|Home||Back||Forward||July 27, 1998: Exploring trust with a "Ferocious" animal|
If grizzlies are as unpredictable as man has claimed for eons, Maureen or I should have at the very least lost an arm by now. A lot of the initiative for doing this study was a result of experiences that I had had with these animals that gave me reason to believe that there was a mistake about this belief. I grew to love these animals from watching them carefully as they enjoyed their lives in the unspoiled country that I too learned to seek out, where they played with their cubs in a way that would make most of our children envious at the quality of the time they were getting. It was also not difficult to get the feeling that they would put their lives on the line for their offspring's safety. There is no question that grizzly bears are dangerous to people but even so, it is rare that that people get hurt or killed. Unlike the killer whale, who, when we look back on our violent history with them, seemed to be able to forgive the most gross injustices, grizzlies appear to have a sense of fairness that has never been appreciated by man who tends to keep score in a peculiar way. Hunting and killing 5000 to 10,000 bears, for every one of us they get is still seen as unfair and we tell our children how dangerous bears are so they and the rest of us can then live in abject fear of them.
By spending time with bears who are not hunted or harassed in the many ways that we have figured out to discourage them to be around us, one soon sees that they can be very nonchalant about carrying on their lives in a quiet manner providing one is also calm. The problem was, with me, when I finally started to get over fear and relaxed a bit, some bears become curious and started shrinking my rather tenuous comfort zone. Years ago, I discovered that I could set limits by using the word "no" when they crossed that line where ever it was. Of course they said no in a different, more subtle language which I had to learn. This became and still is, a very personal study of mine that I am doing, to clear up the misunderstanding about their truer nature, the purpose being to work out more appropriate methods of managing these animals by understanding them better. It is not a study that I want any one with less experience than I, (35 years), to attempt but when its done, my hope is that it will help people to be able to share much more habitat with bears.
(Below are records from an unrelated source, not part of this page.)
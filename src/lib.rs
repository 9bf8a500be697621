//! trendstop: normalized broker price series and ATR trailing stops.
//!
//! Hexagonal architecture: domain logic in [`domain`], port traits in [`ports`],
//! concrete implementations in [`adapters`].

pub mod adapters;
pub mod cli;
pub mod domain;
pub mod ports;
One day in British Columbia, Canada, I was watching a young female grizzly who I had known for several years and who, between us, we had developed considerable trust. She would let me follow her through the rain forest to closely observe her life there. After spending a lot of time, as close as ten feet from her, I decided to let her have the final word regarding how close we could be from each other. This required as much nerve as I could find in myself because no sooner had I decided this when she hopped up on the far end of the log I was sitting on and started slowly walking to my end! I could tell she was trying to do it in a way as to not frighten me but that part wasn't working very well. Somehow I stayed put as she came up the log and sat down beside me. With my heart pounding, I reached out and ran my finger along her nose and she let me feel her teeth and reach in her mouth and run my index finger along her corrugated pallet. Back then it seemed impossible to explain why a wild grizzly would trust me enough to allow this but with this study we are shedding some light on an answer. In the year and a half that we have spent with our bears here in Kamchatka, we have only occasionally gotten a scratch or small bruise, usually when we tried to share their play, which has been a dream of mine for a long time. If I was going to be a surrogate parent, I wanted to learn how to share with them their high spirits and love of fun, and at the same time learn as much as I could about their concerns and emotions. Playing, however was a problem because they did most of it by grabbing each other with their teeth and reefing and pulling their loose hide. This just wasn't going to work until we could make them understand that we were far more delicate than a bear. But as they have gotten bigger and stronger they have also gotten gentler with us which is remarkable because they often demonstrate the power of their jaws by chomping a big salmon in half, a feat which would take a sharp ax and a hard swing for me to duplicate. They too, seemed to want to learn how to work something out, but how to do it took patience on both sides. It appears that if a bear likes and trust you, it won't hurt you and in Chico's case might even go much farther. She seems to be taking it upon herself to protect us from other bears.
The question keeps being asked: "why would you want to teach a bear to trust people when it could get them killed latter in there lives?" Of course we hope they can be safe in the South Kamchatka Sanctuary for ever. There is a huge area around our cabin that no one lives or even visits very often. We are working with the Russians on ways to make it safer for them but in the meantime we are taking a risk so they can begin demonstrating that grizzlies are different than their reputations that proceeds them would suggest. They are ambassadors to all bears, who will perhaps take some of the fun of hunting away from those who only believed what they were told about grizzly bears, and amaze and delight those who are open to new thoughts. I work with Chico mostly because she is the one who has always wanted contact by touching. They are all wonderful and we are looking forward to when they have their own cubs and we can be grand parents, probably in the year 2002.
The photos in this entry show Chico and I exploring what it means to trust.